RBI Master Circular on Foreign Investment in India dated July 1, 2014 (“RBI Master Circular”) which lays down the legal requirements for foriegn direct investment in Non-banking Financial Companies (“NBFCs“). 

As per this Master Circular, foreign investment into Non-Banking Finance Companies is allowed to the extent of 100% under the automatic route in only the following activities, viz. Merchant Banking, Under Writing, Portfolio Management Services, Investment Advisory Services, Financial Consultancy, Stock Broking, Asset Management, Venture Capital, Custodian Services, Factoring, Credit Rating Agencies, Leasing & Finance, Housing Finance, Forex Broking, Credit Card Business, Money Changing Business, Micro Credit and Rural Credit.

In addition, the NBFC will have to comply with the guidelines of the relevant regulator/s, as may be applicable. For instance, those companies, which are Core Investment Companies (CICs), will have to additionally follow RBI’s Regulatory Framework for CICs[1]. 

Furthermore, such FDI in an NBFC would also be subject to the following minimum capitalisation norms[2]-

  1. US $0.5 million for foreign capital up to 51% to be brought upfront;
  2. US $ 5 million for foreign capital more than 51% and up to 75% to be brought upfront;
  3. US $ 50 million for foreign capital more than 75% out of which US$ 7.5 million to be brought upfront and the balance in 24 months;
  4. NBFCs (i) having foreign investment more than 75% and up to 100%, and (ii) with a minimum capitalisation of US$ 50 million, can set up step down subsidiaries for specific NBFC activities, without any restriction on the number of operating subsidiaries and without bringing in additional capital. The minimum capitalization condition as mandated by para 3.10.4.1 of DIPP Circular 1 of 2012 dated April 10, 2012, on Consolidated FDI Policy, therefore, shall not apply to downstream subsidiaries;
  5. Joint Venture operating NBFCs that have 75% or less than 75% foreign investment can also set up subsidiaries for undertaking other NBFC activities, subject to the subsidiaries also complying with the applicable minimum capitalisation norm mentioned in (a), (b) and (c) above and (f) below;
  6. Non- Fund based activities[3]: US$ 0.5 million to be brought upfront for all permitted non-fund based NBFCs irrespective of the level of foreign investment subject to the condition that it would not be permissible for such a company to set up any subsidiary for any other activity, nor it can participate in any equity of an NBFC holding/operating company.
  7. This will be subject to compliance with the guidelines of RBI.
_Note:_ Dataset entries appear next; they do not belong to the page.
//! # emu-recipe CLI Entry Point
//!
//! Commands:
//! - **Build**: `build`, `configure`
//! - **Inspection**: `inspect`, `layout`, `requires`
//! - **Shell**: `completions`
//!
//! The process exit code reflects the driver's final state: 0 once built,
//! non-zero otherwise.

use std::io;
use std::path::{Path, PathBuf};
use std::time::Instant;

use anyhow::{Context, Result};
use clap::{Args, CommandFactory, Parser, Subcommand};
use clap_complete::{Shell, generate};
use colored::*;
use serde::Serialize;
use tracing_subscriber::EnvFilter;

use emu_recipe::config::{self, Profile, parse_key_value};
use emu_recipe::deps::LocalCache;
use emu_recipe::descriptor::Manifest;
use emu_recipe::layout;
use emu_recipe::toolchain::CMake;
use emu_recipe::tree;
use emu_recipe::ui;
use emu_recipe::{BuildDriver, DriverState, PackageDescriptor, RecipeError, Settings};

#[derive(Parser)]
#[command(name = "emu-recipe")]
#[command(about = "Package descriptor and build driver for emu", version = env!("CARGO_PKG_VERSION"))]
#[command(propagate_version = true)]
struct Cli {
    /// Stream toolchain output and enable debug logging
    #[arg(short, long, global = true)]
    verbose: bool,

    #[command(subcommand)]
    command: Commands,
}

#[derive(Args, Clone, Debug)]
struct Invocation {
    /// Setting override (os, compiler, compiler.version, build_type, arch)
    #[arg(short = 's', long = "setting", value_parser = parse_key_value)]
    settings: Vec<(String, String)>,
    /// Option override (shared, fPIC)
    #[arg(short = 'o', long = "option", value_parser = parse_key_value)]
    options: Vec<(String, String)>,
    /// Profile file [default: ~/.emu/profiles/default.toml if present]
    #[arg(long)]
    profile: Option<PathBuf>,
}

#[derive(Args, Clone, Debug)]
struct Workspace {
    /// Source root of the emu library
    #[arg(long, default_value = ".")]
    root: PathBuf,
    /// Package cache [default: $EMU_CACHE or ~/.emu/cache]
    #[arg(long)]
    cache: Option<PathBuf>,
}

#[derive(Subcommand)]
enum Commands {
    /// Configure and build the library
    Build {
        #[command(flatten)]
        invocation: Invocation,
        #[command(flatten)]
        workspace: Workspace,
    },
    /// Run only the configure step
    Configure {
        #[command(flatten)]
        invocation: Invocation,
        #[command(flatten)]
        workspace: Workspace,
    },
    /// Print package metadata, options and requirements as JSON
    Inspect {
        #[command(flatten)]
        invocation: Invocation,
    },
    /// Show the directory layout for the current settings
    Layout {
        #[command(flatten)]
        invocation: Invocation,
    },
    /// Show resolved requirements
    Requires,
    /// Generate shell completions
    Completions {
        #[arg(value_enum)]
        shell: Shell,
    },
}

fn main() {
    let cli = Cli::parse();
    init_logging(cli.verbose);

    let code = match run(cli) {
        Ok(code) => code,
        Err(e) => {
            eprintln!("{} {:#}", "x".red(), e);
            1
        }
    };
    std::process::exit(code);
}

fn init_logging(verbose: bool) {
    let filter = if verbose {
        EnvFilter::new("emu_recipe=debug")
    } else {
        EnvFilter::try_from_default_env().unwrap_or_else(|_| EnvFilter::new("warn"))
    };
    tracing_subscriber::fmt()
        .with_env_filter(filter)
        .with_writer(io::stderr)
        .without_time()
        .init();
}

fn run(cli: Cli) -> Result<i32> {
    match cli.command {
        Commands::Build {
            invocation,
            workspace,
        } => cmd_build(&invocation, &workspace, cli.verbose, false),
        Commands::Configure {
            invocation,
            workspace,
        } => cmd_build(&invocation, &workspace, cli.verbose, true),
        Commands::Inspect { invocation } => cmd_inspect(&invocation),
        Commands::Layout { invocation } => cmd_layout(&invocation),
        Commands::Requires => {
            tree::print_tree(&PackageDescriptor::emu());
            Ok(0)
        }
        Commands::Completions { shell } => {
            generate(shell, &mut Cli::command(), "emu-recipe", &mut io::stdout());
            Ok(0)
        }
    }
}

/// Descriptor and settings for this invocation. Option values are validated
/// here, before anything touches the build tree.
fn load(invocation: &Invocation) -> Result<(PackageDescriptor, Settings)> {
    let profile = match invocation.profile.clone().or_else(Profile::default_path) {
        Some(path) => Profile::load(&path)?,
        None => Profile::default(),
    };
    let descriptor =
        config::apply_options(PackageDescriptor::emu(), &profile, &invocation.options)?;
    let settings = config::resolve_settings(&profile, &invocation.settings)?;
    Ok((descriptor, settings))
}

fn cmd_build(
    invocation: &Invocation,
    workspace: &Workspace,
    verbose: bool,
    configure_only: bool,
) -> Result<i32> {
    let start_time = Instant::now();
    let (descriptor, settings) = load(invocation)?;
    let id = descriptor.identity();

    println!(
        "{} Package: {}/{} ({})",
        "📦".blue(),
        id.name.bold(),
        id.version,
        settings.canonical().dimmed()
    );

    let cache = match &workspace.cache {
        Some(dir) => LocalCache::new(dir),
        None => LocalCache::from_env()?,
    };
    let root = workspace
        .root
        .canonicalize()
        .with_context(|| format!("Source root not found: {}", workspace.root.display()))?;

    let toolchain = CMake::detect()
        .map_err(|e| RecipeError::ConfigurationFailure {
            cause: Box::new(e.into()),
        })?
        .verbose(verbose);
    println!("   {} Toolchain: {}", "🔧".cyan(), toolchain.version());

    let mut driver = BuildDriver::new(&descriptor, &settings, &root, cache, toolchain);

    println!("   {} Configuring...", "⚙".blue());
    if let Err(e) = driver.configure() {
        report_failure("Configuration failed", &e);
        return Ok(driver.exit_code());
    }

    if configure_only {
        println!(
            "{} Configured in {}",
            "✓".green(),
            relative(&driver.layout().build, &root).display()
        );
        return Ok(if driver.state() == DriverState::Configured { 0 } else { 1 });
    }

    println!("   {} Building...", "🔥".red());
    if let Err(e) = driver.build() {
        report_failure("Build failed", &e);
        return Ok(driver.exit_code());
    }

    println!(
        "{} Build finished in {:.2?}",
        "✓".green(),
        start_time.elapsed()
    );
    Ok(driver.exit_code())
}

fn report_failure(what: &str, err: &RecipeError) {
    let detail = match err {
        RecipeError::BuildFailure(e) => e.to_string(),
        other => other.root_cause().to_string(),
    };
    eprintln!("{} {}: {}", "x".red(), what, detail);
}

fn relative<'p>(path: &'p Path, root: &Path) -> &'p Path {
    path.strip_prefix(root).unwrap_or(path)
}

#[derive(Serialize)]
struct InspectOutput<'a> {
    #[serde(flatten)]
    manifest: Manifest,
    settings: &'a Settings,
    package_id: String,
}

fn cmd_inspect(invocation: &Invocation) -> Result<i32> {
    let (descriptor, settings) = load(invocation)?;
    let output = InspectOutput {
        manifest: descriptor.manifest(),
        settings: &settings,
        package_id: descriptor.package_id(&settings),
    };
    println!("{}", serde_json::to_string_pretty(&output)?);
    Ok(0)
}

fn cmd_layout(invocation: &Invocation) -> Result<i32> {
    let (descriptor, settings) = load(invocation)?;
    let layout = layout::plan(&settings);

    let mut table = ui::Table::new(&["Folder", "Path"]);
    for (name, path) in [
        ("source", &layout.source),
        ("build", &layout.build),
        ("generators", &layout.generators),
        ("package", &layout.package),
    ] {
        table.add_row(vec![name.to_string(), path.display().to_string()]);
    }
    table.add_row(vec![
        "package id".to_string(),
        descriptor.package_id(&settings),
    ]);
    table.print();
    Ok(0)
}
//! Package descriptor: identity, build options and declared requirements.
//!
//! A descriptor is an immutable value built once per invocation. Options are
//! a closed set ([`OptionName`]); assigning a value outside an option's domain
//! fails with [`RecipeError::InvalidOption`] before any build step can run.

use std::fmt;
use std::str::FromStr;

use serde::Serialize;
use sha2::{Digest, Sha256};

use crate::deps::{DependencyRequirement, DependencyResolver};
use crate::error::{RecipeError, Result};
use crate::settings::{Os, Settings};

/// Identity metadata published to a package index.
#[derive(Debug, Clone, PartialEq, Eq, Serialize)]
pub struct PackageIdentity {
    pub name: String,
    pub version: String,
    pub license: String,
    pub author: String,
    pub url: String,
    pub description: String,
}

#[derive(Debug, Clone, Copy, PartialEq, Eq, Hash)]
pub enum OptionName {
    Shared,
    Fpic,
}

impl OptionName {
    pub const ALL: [OptionName; 2] = [OptionName::Shared, OptionName::Fpic];

    pub fn as_str(&self) -> &'static str {
        match self {
            OptionName::Shared => "shared",
            OptionName::Fpic => "fPIC",
        }
    }

    /// Allowed values, in declaration order.
    pub fn domain(&self) -> &'static [bool] {
        &[true, false]
    }

    pub fn default_value(&self) -> bool {
        match self {
            OptionName::Shared => false,
            OptionName::Fpic => true,
        }
    }

    fn parse_value(&self, value: &str) -> Result<bool> {
        let parsed = match value.trim() {
            "true" | "True" => Some(true),
            "false" | "False" => Some(false),
            _ => None,
        };
        parsed
            .filter(|v| self.domain().contains(v))
            .ok_or_else(|| RecipeError::InvalidOption {
                option: self.as_str().to_string(),
                value: value.to_string(),
                allowed: self
                    .domain()
                    .iter()
                    .map(|v| v.to_string())
                    .collect::<Vec<_>>()
                    .join(", "),
            })
    }
}

impl FromStr for OptionName {
    type Err = RecipeError;

    fn from_str(s: &str) -> Result<Self> {
        match s.trim() {
            "shared" => Ok(OptionName::Shared),
            "fPIC" => Ok(OptionName::Fpic),
            other => Err(RecipeError::UnknownOption(other.to_string())),
        }
    }
}

impl fmt::Display for OptionName {
    fn fmt(&self, f: &mut fmt::Formatter<'_>) -> fmt::Result {
        f.write_str(self.as_str())
    }
}

#[derive(Debug, Clone, Copy, PartialEq, Eq, Serialize)]
pub struct BuildOptions {
    pub shared: bool,
    #[serde(rename = "fPIC")]
    pub fpic: bool,
}

impl Default for BuildOptions {
    fn default() -> Self {
        Self {
            shared: OptionName::Shared.default_value(),
            fpic: OptionName::Fpic.default_value(),
        }
    }
}

impl BuildOptions {
    pub fn get(&self, name: OptionName) -> bool {
        match name {
            OptionName::Shared => self.shared,
            OptionName::Fpic => self.fpic,
        }
    }

    fn set(&mut self, name: OptionName, value: bool) {
        match name {
            OptionName::Shared => self.shared = value,
            OptionName::Fpic => self.fpic = value,
        }
    }

    /// Whether position-independent code is requested for these settings.
    /// `None` means the option does not apply (shared libraries are always
    /// PIC; Windows has no such flag).
    pub fn effective_fpic(&self, settings: &Settings) -> Option<bool> {
        if self.shared || settings.os == Os::Windows {
            None
        } else {
            Some(self.fpic)
        }
    }
}

#[derive(Debug, Clone)]
pub struct PackageDescriptor {
    identity: PackageIdentity,
    options: BuildOptions,
    requirements: DependencyResolver,
}

impl PackageDescriptor {
    pub fn new(identity: PackageIdentity, requirements: DependencyResolver) -> Self {
        Self {
            identity,
            options: BuildOptions::default(),
            requirements,
        }
    }

    /// The `emu` package as published.
    pub fn emu() -> Self {
        let identity = PackageIdentity {
            name: "emu".into(),
            version: "1.0.0".into(),
            license: "MIT".into(),
            author: "Julien Bernard jbernard@obspm.fr".into(),
            url: "https://gitlab.obspm.fr/cosmic/tools/emu".into(),
            description: "Set of utilities for C++, CUDA and python".into(),
        };

        let mut requirements = DependencyResolver::new();
        requirements.declare("fmt", "10.2.1", true);
        requirements.declare("open62541", "1.3.9", true);

        Self::new(identity, requirements)
    }

    pub fn identity(&self) -> &PackageIdentity {
        &self.identity
    }

    pub fn options(&self) -> &BuildOptions {
        &self.options
    }

    pub fn requirements(&self) -> &DependencyResolver {
        &self.requirements
    }

    /// Returns a descriptor with `name` set to `value`.
    pub fn with_option(mut self, name: OptionName, value: &str) -> Result<Self> {
        let value = name.parse_value(value)?;
        self.options.set(name, value);
        Ok(self)
    }

    /// Like [`with_option`](Self::with_option) but takes the option name as
    /// text, as it appears in profiles and on the command line.
    pub fn with_option_str(self, name: &str, value: &str) -> Result<Self> {
        let name: OptionName = name.parse()?;
        self.with_option(name, value)
    }

    /// Binary package id: a digest over settings, effective options and
    /// resolved requirements.
    pub fn package_id(&self, settings: &Settings) -> String {
        let mut hasher = Sha256::new();
        hasher.update(settings.canonical().as_bytes());
        hasher.update(format!(";shared={}", self.options.shared).as_bytes());
        if let Some(fpic) = self.options.effective_fpic(settings) {
            hasher.update(format!(";fPIC={fpic}").as_bytes());
        }
        for req in self.requirements.resolve() {
            hasher.update(format!(";requires={}", req.reference()).as_bytes());
        }
        let digest = format!("{:x}", hasher.finalize());
        digest[..40].to_string()
    }

    pub fn manifest(&self) -> Manifest {
        Manifest {
            identity: self.identity.clone(),
            options: OptionName::ALL
                .iter()
                .map(|name| OptionEntry {
                    name: name.as_str(),
                    domain: name.domain().to_vec(),
                    default: name.default_value(),
                    value: self.options.get(*name),
                })
                .collect(),
            requires: self.requirements.resolve(),
        }
    }
}

/// Serializable view of a descriptor, as consumed by a package index.
#[derive(Debug, Serialize)]
pub struct Manifest {
    #[serde(flatten)]
    pub identity: PackageIdentity,
    pub options: Vec<OptionEntry>,
    pub requires: Vec<DependencyRequirement>,
}

#[derive(Debug, Serialize)]
pub struct OptionEntry {
    pub name: &'static str,
    pub domain: Vec<bool>,
    pub default: bool,
    pub value: bool,
}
It is to be noted that wherever there is a requirement of minimum capitalization, it shall include share premium received along with the face value of the share, only when it is received by the company upon issue of the shares to the non-resident investor. Amount paid by the transferee during post-issue transfer of shares beyond the issue price of the share, cannot be taken into account while calculating minimum capitalization requirement.